China’s transport bottlenecks boost coal imports
China’s huge appetite for coal to power its booming economy is racing ahead of its capacity to transport the fuel and helping to boost imports.
Exports are about 20pc lower than last year as high prices and strong demand keep coal within the China’s borders.
This is putting renewed pressure on China’s already hard-pressed coal transportation infrastructure. In the first nine months of this year, the volume of coal shipped south along China’s massive eastern seaboard increased by 15.8pc to 348mn t. This has caused a large increase in the cost of shipping coal from the resource-rich north to the energy-hungry south.
Average freight rates between China’s major coal port of Qinghuangdao in Shandong province and Shanghai have risen from 58 yuan/t ($7.76/t) in October 2006 to Yn83/t ($11.11/t) in October 2007.
“There has been a massive increase in the volume being moved,” said a shipbroker based in China. “The total volume being shipped south is now above 300mn t and its set to keep growing,” he added. Southern regions from Shanghai to Guangdong province are the economic power houses of China and are seeing the fastest gross domestic product growth, and associated growth in demand for power.
As demand soars, prices have seen an inexorable rise. Average thermal coal prices in China have climbed from Yn340/t in 2004 to more than Yn520/t today, according to a Shanghai-based coal analyst. The main reason for the increasing price of coal is the transportation bottlenecks and huge demand.
As domestic shipping costs increase, coal in the south has become especially expensive, which increases the incentive to import from Australia or Indonesia.
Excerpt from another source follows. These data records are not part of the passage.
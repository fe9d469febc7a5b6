//! In-memory CSV table, company-name resolution, and output projection.

use std::io::Write;

use csv::{ReaderBuilder, Writer};

use contactscout_shared::{COMPANY_HEADER_CANDIDATES, ContactScoutError, EMAIL_COLUMN, Result};

// ---------------------------------------------------------------------------
// Table
// ---------------------------------------------------------------------------

/// One data row, positional against [`Table::headers`].
#[derive(Debug, Clone, PartialEq, Eq)]
pub struct Record {
    pub values: Vec<String>,
}

/// A parsed CSV file: header row plus data rows in file order.
#[derive(Debug, Clone)]
pub struct Table {
    pub headers: Vec<String>,
    pub records: Vec<Record>,
}

impl Table {
    /// Parse decoded CSV text. The first line is the header.
    ///
    /// Rows may be shorter or longer than the header; values are never trimmed.
    pub fn parse(content: &str) -> Result<Self> {
        let mut reader = ReaderBuilder::new()
            .has_headers(true)
            .flexible(true)
            .from_reader(content.as_bytes());

        let headers: Vec<String> = reader
            .headers()
            .map_err(|e| ContactScoutError::schema(format!("failed to read CSV headers: {e}")))?
            .iter()
            .map(String::from)
            .collect();

        // Blank column names are allowed; only a missing header line is fatal.
        if headers.is_empty() || (headers.len() == 1 && headers[0].is_empty()) {
            return Err(ContactScoutError::schema(
                "no header row found; is the file empty or not a valid CSV?",
            ));
        }

        let records = reader
            .records()
            .enumerate()
            .map(|(i, result)| {
                result
                    .map(|record| Record {
                        values: record.iter().map(String::from).collect(),
                    })
                    .map_err(|e| ContactScoutError::Csv(format!("row {}: {e}", i + 1)))
            })
            .collect::<Result<Vec<_>>>()?;

        Ok(Self { headers, records })
    }

    /// Position of the column named exactly `name`. The last one wins on duplicates.
    pub fn column_index(&self, name: &str) -> Option<usize> {
        self.headers.iter().rposition(|h| h == name)
    }

    /// Value of column `name` in `record`; empty when the column or the field is missing.
    pub fn value<'a>(&self, record: &'a Record, name: &str) -> &'a str {
        self.column_index(name)
            .and_then(|idx| record.values.get(idx))
            .map(String::as_str)
            .unwrap_or("")
    }

    /// First non-blank company name among [`COMPANY_HEADER_CANDIDATES`], trimmed.
    pub fn resolve_company(&self, record: &Record) -> Option<String> {
        COMPANY_HEADER_CANDIDATES
            .iter()
            .map(|header| self.value(record, header).trim())
            .find(|name| !name.is_empty())
            .map(String::from)
    }
}

// ---------------------------------------------------------------------------
// Output projection
// ---------------------------------------------------------------------------

/// Output column layout: the input headers plus `EMAIL` when it is missing.
#[derive(Debug, Clone)]
pub struct OutputLayout {
    headers: Vec<String>,
    input_width: usize,
    email_index: usize,
}

impl OutputLayout {
    pub fn new(input_headers: &[String]) -> Self {
        let mut headers = input_headers.to_vec();
        let email_index = match headers.iter().rposition(|h| h == EMAIL_COLUMN) {
            Some(idx) => idx,
            None => {
                headers.push(EMAIL_COLUMN.to_string());
                headers.len() - 1
            }
        };

        Self {
            headers,
            input_width: input_headers.len(),
            email_index,
        }
    }

    pub fn headers(&self) -> &[String] {
        &self.headers
    }

    /// Whether `EMAIL` was added rather than already present.
    pub fn email_appended(&self) -> bool {
        self.email_index >= self.input_width
    }

    /// Build an output row: original values padded to the header width, email in place.
    pub fn project(&self, record: &Record, email: &str) -> Vec<String> {
        let mut row: Vec<String> = (0..self.input_width)
            .map(|i| record.values.get(i).cloned().unwrap_or_default())
            .collect();

        if self.email_appended() {
            row.push(email.to_string());
        } else {
            row[self.email_index] = email.to_string();
        }
        row
    }
}

/// Writes projected rows through a `csv::Writer`.
pub struct RowSink<W: Write> {
    writer: Writer<W>,
    written: usize,
}

impl<W: Write> RowSink<W> {
    /// Wrap `inner` and write the header row.
    pub fn new(inner: W, layout: &OutputLayout) -> Result<Self> {
        let mut writer = Writer::from_writer(inner);
        writer
            .write_record(layout.headers())
            .map_err(|e| ContactScoutError::Csv(format!("failed to write header: {e}")))?;
        Ok(Self { writer, written: 0 })
    }

    pub fn write_row(&mut self, row: &[String]) -> Result<()> {
        self.writer
            .write_record(row)
            .map_err(|e| ContactScoutError::Csv(format!("failed to write row: {e}")))?;
        self.written += 1;
        Ok(())
    }

    /// Data rows written so far.
    pub fn written(&self) -> usize {
        self.written
    }

    /// Flush buffered rows and hand back the underlying writer.
    pub fn finish(mut self) -> Result<W> {
        self.writer
            .flush()
            .map_err(|e| ContactScoutError::Csv(format!("failed to flush output: {e}")))?;
        self.writer
            .into_inner()
            .map_err(|e| {
                ContactScoutError::Csv(format!("failed to finalize output: {}", e.error()))
            })
    }
}

#[cfg(test)]
mod tests {
    use super::*;

    fn record(values: &[&str]) -> Record {
        Record {
            values: values.iter().map(|v| v.to_string()).collect(),
        }
    }

    #[test]
    fn parse_keeps_header_whitespace() {
        let table = Table::parse("Company ,City\nAcme ,Springfield\n").unwrap();
        assert_eq!(table.headers, vec!["Company ", "City"]);
        assert_eq!(table.records[0].values, vec!["Acme ", "Springfield"]);
    }

    #[test]
    fn parse_quoted_fields() {
        let table = Table::parse("Company,Codes\nTestCorp,\"1,2\"\n").unwrap();
        assert_eq!(table.records[0].values[1], "1,2");
    }

    #[test]
    fn parse_empty_content_is_schema_error() {
        let err = Table::parse("").unwrap_err();
        assert!(matches!(err, ContactScoutError::Schema { .. }));
    }

    #[test]
    fn parse_accepts_blank_header_names() {
        let table = Table::parse(" , \nAcme,x\n").unwrap();
        assert_eq!(table.headers, vec![" ", " "]);
        assert_eq!(table.records.len(), 1);
        assert_eq!(table.resolve_company(&table.records[0]), None);
    }

    #[test]
    fn duplicate_header_last_column_wins() {
        let table = Table::parse("Company,Company\n,Acme\n").unwrap();
        assert_eq!(table.column_index("Company"), Some(1));
        assert_eq!(table.resolve_company(&table.records[0]).as_deref(), Some("Acme"));
    }

    #[test]
    fn parse_header_only() {
        let table = Table::parse("Company,City\n").unwrap();
        assert!(table.records.is_empty());
    }

    #[test]
    fn company_primary_header_wins() {
        let table = Table::parse("Company ,Company,Organization\nA,B,C\n").unwrap();
        assert_eq!(table.resolve_company(&table.records[0]).as_deref(), Some("A"));
    }

    #[test]
    fn company_falls_back_in_order() {
        let table =
            Table::parse("Company ,Company Name,Organization\n  ,Globex,Initech\n").unwrap();
        assert_eq!(
            table.resolve_company(&table.records[0]).as_deref(),
            Some("Globex")
        );
    }

    #[test]
    fn company_from_last_candidate() {
        let table = Table::parse("Organization,Country\n Initech ,US\n").unwrap();
        assert_eq!(
            table.resolve_company(&table.records[0]).as_deref(),
            Some("Initech")
        );
    }

    #[test]
    fn company_unresolved() {
        let table = Table::parse("Company,Name\n,Bob\n").unwrap();
        assert_eq!(table.resolve_company(&table.records[0]), None);

        let table = Table::parse("Vendor\nAcme\n").unwrap();
        assert_eq!(table.resolve_company(&table.records[0]), None);
    }

    #[test]
    fn value_of_short_row_is_empty() {
        let table = Table::parse("Company,City,Zip\nAcme\n").unwrap();
        assert_eq!(table.value(&table.records[0], "Zip"), "");
    }

    #[test]
    fn layout_appends_email() {
        let layout = OutputLayout::new(&["Company".into(), "City".into()]);
        assert_eq!(layout.headers(), ["Company", "City", "EMAIL"]);
        assert!(layout.email_appended());
        assert_eq!(
            layout.project(&record(&["Acme"]), "a@acme.com"),
            vec!["Acme", "", "a@acme.com"]
        );
    }

    #[test]
    fn layout_reuses_existing_email_column() {
        let layout = OutputLayout::new(&["EMAIL".into(), "Company".into()]);
        assert_eq!(layout.headers(), ["EMAIL", "Company"]);
        assert!(!layout.email_appended());
        assert_eq!(
            layout.project(&record(&["old@x.com", "Acme"]), "new@acme.com"),
            vec!["new@acme.com", "Acme"]
        );
    }

    #[test]
    fn layout_drops_extra_fields() {
        let layout = OutputLayout::new(&["Company".into()]);
        assert_eq!(
            layout.project(&record(&["Acme", "stray"]), ""),
            vec!["Acme", ""]
        );
    }

    #[test]
    fn sink_writes_header_and_rows() {
        let layout = OutputLayout::new(&["Company".into()]);
        let mut sink = RowSink::new(Vec::new(), &layout).unwrap();
        sink.write_row(&layout.project(&record(&["Acme, Inc."]), "")).unwrap();
        assert_eq!(sink.written(), 1);
        let bytes = sink.finish().unwrap();
        assert_eq!(
            String::from_utf8(bytes).unwrap(),
            "Company,EMAIL\n\"Acme, Inc.\",\n"
        );
    }
}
Imports in 2006 increased by about 30pc from 38mnt to 50mn t. For the first seven months of this year, China’s imports exceeded exports by 2.1mn t. The government is playing a clear role in encouraging imports over exports. In January the government cut the export tax rebate and in May Beijing announced that it was removing the 1pc coal import tariff.
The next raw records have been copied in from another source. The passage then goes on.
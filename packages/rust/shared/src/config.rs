//! Application configuration for ContactScout.
//!
//! User config lives at `~/.contactscout/contactscout.toml`.
//! CLI flags override config file values, which override defaults.

use std::path::{Path, PathBuf};

use serde::{Deserialize, Serialize};
use url::Url;

use crate::error::{ContactScoutError, Result};

/// Default configuration file name.
const CONFIG_FILE_NAME: &str = "contactscout.toml";

/// Default config directory name under the user's home.
const CONFIG_DIR_NAME: &str = ".contactscout";

// ---------------------------------------------------------------------------
// Config structs (matching contactscout.toml schema)
// ---------------------------------------------------------------------------

/// Top-level application config, deserialized from TOML.
#[derive(Debug, Clone, Default, Serialize, Deserialize)]
pub struct AppConfig {
    /// Gemini model and credential settings.
    #[serde(default)]
    pub gemini: GeminiConfig,

    /// Row pipeline settings.
    #[serde(default)]
    pub pipeline: PipelineConfig,
}

/// `[gemini]` section.
#[derive(Debug, Clone, Serialize, Deserialize)]
pub struct GeminiConfig {
    /// Name of the env var holding the API key (never store the key itself).
    #[serde(default = "default_api_key_env")]
    pub api_key_env: String,

    /// Env vars tried in order when `api_key_env` is unset or empty.
    #[serde(default = "default_fallback_key_envs")]
    pub fallback_key_envs: Vec<String>,

    /// Model ID passed to `models/{model}:generateContent`.
    #[serde(default = "default_model")]
    pub model: String,

    /// API root, without the `/models/...` suffix.
    #[serde(default = "default_base_url")]
    pub base_url: String,

    #[serde(default = "default_temperature")]
    pub temperature: f32,

    #[serde(default = "default_top_p")]
    pub top_p: f32,

    #[serde(default = "default_top_k")]
    pub top_k: u32,

    #[serde(default = "default_max_output_tokens")]
    pub max_output_tokens: u32,

    /// Per-request HTTP timeout.
    #[serde(default = "default_timeout_secs")]
    pub timeout_secs: u64,
}

impl Default for GeminiConfig {
    fn default() -> Self {
        Self {
            api_key_env: default_api_key_env(),
            fallback_key_envs: default_fallback_key_envs(),
            model: default_model(),
            base_url: default_base_url(),
            temperature: default_temperature(),
            top_p: default_top_p(),
            top_k: default_top_k(),
            max_output_tokens: default_max_output_tokens(),
            timeout_secs: default_timeout_secs(),
        }
    }
}

fn default_api_key_env() -> String {
    "GEMINI_API_KEY".into()
}
fn default_fallback_key_envs() -> Vec<String> {
    vec!["GEMINI_API_KEY_ALT".into()]
}
fn default_model() -> String {
    "gemini-2.0-flash".into()
}
fn default_base_url() -> String {
    "https://generativelanguage.googleapis.com/v1beta".into()
}
fn default_temperature() -> f32 {
    0.1
}
fn default_top_p() -> f32 {
    0.95
}
fn default_top_k() -> u32 {
    40
}
fn default_max_output_tokens() -> u32 {
    8192
}
fn default_timeout_secs() -> u64 {
    120
}

/// `[pipeline]` section.
#[derive(Debug, Clone, Serialize, Deserialize)]
pub struct PipelineConfig {
    /// Pause after every lookup call, in milliseconds.
    #[serde(default = "default_delay_ms")]
    pub delay_ms: u64,

    /// Text encodings tried in order when reading the input file.
    #[serde(default = "default_encodings")]
    pub encodings: Vec<String>,
}

impl Default for PipelineConfig {
    fn default() -> Self {
        Self {
            delay_ms: default_delay_ms(),
            encodings: default_encodings(),
        }
    }
}

fn default_delay_ms() -> u64 {
    1000
}
fn default_encodings() -> Vec<String> {
    vec!["utf-8".into(), "latin1".into(), "cp1252".into()]
}

// ---------------------------------------------------------------------------
// Credential
// ---------------------------------------------------------------------------

/// A resolved Gemini API key. `Debug` never prints the secret.
#[derive(Clone, PartialEq, Eq)]
pub struct ApiKey(String);

impl ApiKey {
    pub fn new(key: impl Into<String>) -> Self {
        Self(key.into())
    }

    pub fn expose(&self) -> &str {
        &self.0
    }
}

impl std::fmt::Debug for ApiKey {
    fn fmt(&self, f: &mut std::fmt::Formatter<'_>) -> std::fmt::Result {
        f.write_str("ApiKey(***)")
    }
}

/// Resolve the API key from the process environment.
///
/// Tries `api_key_env` first, then each of `fallback_key_envs`. Empty values
/// count as unset.
pub fn resolve_api_key(config: &GeminiConfig) -> Result<ApiKey> {
    resolve_api_key_with(config, |name| std::env::var(name).ok())
}

/// Resolve the API key through an arbitrary variable lookup.
pub fn resolve_api_key_with(
    config: &GeminiConfig,
    lookup: impl Fn(&str) -> Option<String>,
) -> Result<ApiKey> {
    let names = std::iter::once(&config.api_key_env).chain(config.fallback_key_envs.iter());

    for name in names {
        if let Some(value) = lookup(name).filter(|v| !v.trim().is_empty()) {
            tracing::debug!(var = %name, "resolved Gemini API key");
            return Ok(ApiKey::new(value.trim()));
        }
    }

    Err(ContactScoutError::config(format!(
        "Gemini API key not found. Set the {} environment variable.\n\
         Get a key at https://aistudio.google.com/apikey",
        config.api_key_env
    )))
}

// ---------------------------------------------------------------------------
// Config loading
// ---------------------------------------------------------------------------

/// Get the path to the config directory (`~/.contactscout/`).
pub fn config_dir() -> Result<PathBuf> {
    let home = dirs::home_dir()
        .ok_or_else(|| ContactScoutError::config("could not determine home directory"))?;
    Ok(home.join(CONFIG_DIR_NAME))
}

/// Get the path to the config file (`~/.contactscout/contactscout.toml`).
pub fn config_file_path() -> Result<PathBuf> {
    Ok(config_dir()?.join(CONFIG_FILE_NAME))
}

/// Load the application config from disk. Returns defaults if the file does not exist.
pub fn load_config() -> Result<AppConfig> {
    let path = config_file_path()?;

    if !path.exists() {
        tracing::debug!(?path, "config file not found, using defaults");
        return Ok(AppConfig::default());
    }

    load_config_from(&path)
}

/// Load the application config from a specific file path.
pub fn load_config_from(path: &Path) -> Result<AppConfig> {
    let content = std::fs::read_to_string(path).map_err(|e| ContactScoutError::io(path, e))?;

    let config: AppConfig = toml::from_str(&content).map_err(|e| {
        ContactScoutError::config(format!("failed to parse {}: {e}", path.display()))
    })?;

    config.validate()?;
    Ok(config)
}

impl AppConfig {
    /// Check values that serde cannot.
    pub fn validate(&self) -> Result<()> {
        Url::parse(&self.gemini.base_url).map_err(|e| {
            ContactScoutError::config(format!(
                "invalid gemini.base_url '{}': {e}",
                self.gemini.base_url
            ))
        })?;

        if self.gemini.model.trim().is_empty() {
            return Err(ContactScoutError::config("gemini.model must not be empty"));
        }

        if self.pipeline.encodings.is_empty() {
            return Err(ContactScoutError::config(
                "pipeline.encodings must list at least one encoding",
            ));
        }

        Ok(())
    }
}

/// Create the config directory and write a default config file.
/// Returns the path to the created file.
pub fn init_config() -> Result<PathBuf> {
    let dir = config_dir()?;
    std::fs::create_dir_all(&dir).map_err(|e| ContactScoutError::io(&dir, e))?;

    let path = dir.join(CONFIG_FILE_NAME);
    let config = AppConfig::default();
    let content =
        toml::to_string_pretty(&config).map_err(|e| ContactScoutError::config(e.to_string()))?;

    std::fs::write(&path, content).map_err(|e| ContactScoutError::io(&path, e))?;
    tracing::info!(?path, "created default config file");

    Ok(path)
}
Beijing is anxious to secure its own coal as its crude oil reserves are running dry and gas exploration is stalling. Some analysts suggest that the government is actually happy to keep coal prices high in order to encourage exporters to sell to the domestic market. Coal is being positioned to play an even greater part in powering China as the government gives its support to coal-to-liquids, gasification and chemical projects around the country.
Exports of Chinese coal between January and August fell by 19.8pc from a year earlier to 33.53mn t. Most analysts predict that China may be looking at 50mn t of coal exports this year against 63.3mn t in 2006.